**What this task involves:** Give every line from the entries that contains "Direction".

[Collection entries]
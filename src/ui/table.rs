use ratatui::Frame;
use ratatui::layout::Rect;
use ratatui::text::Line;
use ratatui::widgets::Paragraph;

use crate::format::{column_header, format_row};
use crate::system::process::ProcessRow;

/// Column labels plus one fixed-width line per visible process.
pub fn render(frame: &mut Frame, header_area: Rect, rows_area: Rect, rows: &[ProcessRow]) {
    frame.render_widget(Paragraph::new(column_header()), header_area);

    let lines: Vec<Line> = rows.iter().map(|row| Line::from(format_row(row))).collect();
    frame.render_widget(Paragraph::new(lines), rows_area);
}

==

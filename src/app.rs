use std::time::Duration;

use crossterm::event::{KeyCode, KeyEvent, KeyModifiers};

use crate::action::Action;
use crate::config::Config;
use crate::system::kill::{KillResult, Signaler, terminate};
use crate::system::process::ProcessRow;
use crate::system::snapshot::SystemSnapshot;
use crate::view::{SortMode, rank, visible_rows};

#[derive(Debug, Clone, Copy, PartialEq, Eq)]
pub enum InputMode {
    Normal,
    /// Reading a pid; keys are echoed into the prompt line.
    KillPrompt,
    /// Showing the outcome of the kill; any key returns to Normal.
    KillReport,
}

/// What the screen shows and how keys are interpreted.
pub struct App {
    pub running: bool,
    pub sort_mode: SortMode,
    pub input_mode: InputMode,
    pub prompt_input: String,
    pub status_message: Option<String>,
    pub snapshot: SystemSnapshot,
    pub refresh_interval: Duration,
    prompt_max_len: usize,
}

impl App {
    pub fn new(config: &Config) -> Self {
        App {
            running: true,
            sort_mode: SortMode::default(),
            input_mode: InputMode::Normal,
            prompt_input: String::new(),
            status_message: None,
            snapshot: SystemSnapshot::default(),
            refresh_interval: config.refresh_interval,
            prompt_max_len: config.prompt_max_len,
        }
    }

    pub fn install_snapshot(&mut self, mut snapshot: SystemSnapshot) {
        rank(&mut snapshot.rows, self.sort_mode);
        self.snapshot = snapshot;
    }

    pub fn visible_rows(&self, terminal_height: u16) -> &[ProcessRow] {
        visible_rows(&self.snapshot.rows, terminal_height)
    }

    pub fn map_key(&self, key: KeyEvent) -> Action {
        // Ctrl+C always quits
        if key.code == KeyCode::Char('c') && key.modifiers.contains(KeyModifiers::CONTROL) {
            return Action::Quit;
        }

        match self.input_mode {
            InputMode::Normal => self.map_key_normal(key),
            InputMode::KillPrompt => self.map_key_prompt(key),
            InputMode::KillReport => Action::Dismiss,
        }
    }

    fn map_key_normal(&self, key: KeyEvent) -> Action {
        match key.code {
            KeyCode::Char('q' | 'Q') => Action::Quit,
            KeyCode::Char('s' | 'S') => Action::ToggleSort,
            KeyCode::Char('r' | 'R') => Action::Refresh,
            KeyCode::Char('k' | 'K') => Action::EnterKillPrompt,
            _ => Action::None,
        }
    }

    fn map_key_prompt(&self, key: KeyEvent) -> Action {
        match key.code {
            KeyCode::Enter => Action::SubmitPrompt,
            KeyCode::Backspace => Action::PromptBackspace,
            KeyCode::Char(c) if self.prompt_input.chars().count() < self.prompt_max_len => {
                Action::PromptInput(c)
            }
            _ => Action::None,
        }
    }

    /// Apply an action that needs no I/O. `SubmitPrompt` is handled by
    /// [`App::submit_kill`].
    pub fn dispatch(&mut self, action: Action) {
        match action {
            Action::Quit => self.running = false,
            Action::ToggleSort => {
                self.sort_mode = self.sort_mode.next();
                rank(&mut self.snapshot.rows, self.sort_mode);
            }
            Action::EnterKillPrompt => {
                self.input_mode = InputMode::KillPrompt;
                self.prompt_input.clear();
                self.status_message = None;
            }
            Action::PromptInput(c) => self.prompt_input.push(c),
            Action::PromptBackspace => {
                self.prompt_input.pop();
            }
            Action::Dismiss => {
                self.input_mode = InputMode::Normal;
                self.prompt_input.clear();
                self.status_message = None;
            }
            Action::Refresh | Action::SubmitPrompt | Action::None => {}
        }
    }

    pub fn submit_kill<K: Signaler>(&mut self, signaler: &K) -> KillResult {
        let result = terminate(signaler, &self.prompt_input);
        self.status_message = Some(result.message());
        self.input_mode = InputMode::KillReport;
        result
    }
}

...

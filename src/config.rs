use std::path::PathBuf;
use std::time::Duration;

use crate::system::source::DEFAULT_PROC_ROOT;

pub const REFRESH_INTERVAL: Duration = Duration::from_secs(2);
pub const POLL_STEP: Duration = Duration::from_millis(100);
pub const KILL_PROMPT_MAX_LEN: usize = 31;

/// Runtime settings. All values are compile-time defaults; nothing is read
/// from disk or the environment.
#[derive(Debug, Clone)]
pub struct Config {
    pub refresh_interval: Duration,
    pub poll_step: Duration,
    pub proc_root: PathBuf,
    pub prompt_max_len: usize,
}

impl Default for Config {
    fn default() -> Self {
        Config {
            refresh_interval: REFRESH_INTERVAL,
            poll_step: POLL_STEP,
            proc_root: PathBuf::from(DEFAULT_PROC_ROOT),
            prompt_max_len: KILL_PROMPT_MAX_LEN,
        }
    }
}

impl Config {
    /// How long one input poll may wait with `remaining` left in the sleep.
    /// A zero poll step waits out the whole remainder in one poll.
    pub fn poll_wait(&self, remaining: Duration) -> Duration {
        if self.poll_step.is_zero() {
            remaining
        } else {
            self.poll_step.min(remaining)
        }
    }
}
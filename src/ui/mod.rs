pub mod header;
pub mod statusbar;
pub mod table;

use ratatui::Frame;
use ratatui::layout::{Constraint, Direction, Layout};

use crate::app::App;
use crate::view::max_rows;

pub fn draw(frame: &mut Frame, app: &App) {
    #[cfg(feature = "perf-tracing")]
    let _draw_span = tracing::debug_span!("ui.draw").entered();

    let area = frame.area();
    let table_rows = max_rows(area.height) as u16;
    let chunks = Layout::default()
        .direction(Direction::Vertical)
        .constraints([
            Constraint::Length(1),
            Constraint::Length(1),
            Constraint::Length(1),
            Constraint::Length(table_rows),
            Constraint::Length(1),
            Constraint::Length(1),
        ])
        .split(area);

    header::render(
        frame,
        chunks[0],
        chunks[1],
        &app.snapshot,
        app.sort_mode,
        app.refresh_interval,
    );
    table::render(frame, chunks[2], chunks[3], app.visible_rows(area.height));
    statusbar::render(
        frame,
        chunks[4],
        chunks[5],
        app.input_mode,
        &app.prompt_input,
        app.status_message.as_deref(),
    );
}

**Response to this task:**
use ratatui::layout::{Constraint, Direction, Layout};
        .direction(Direction::Vertical)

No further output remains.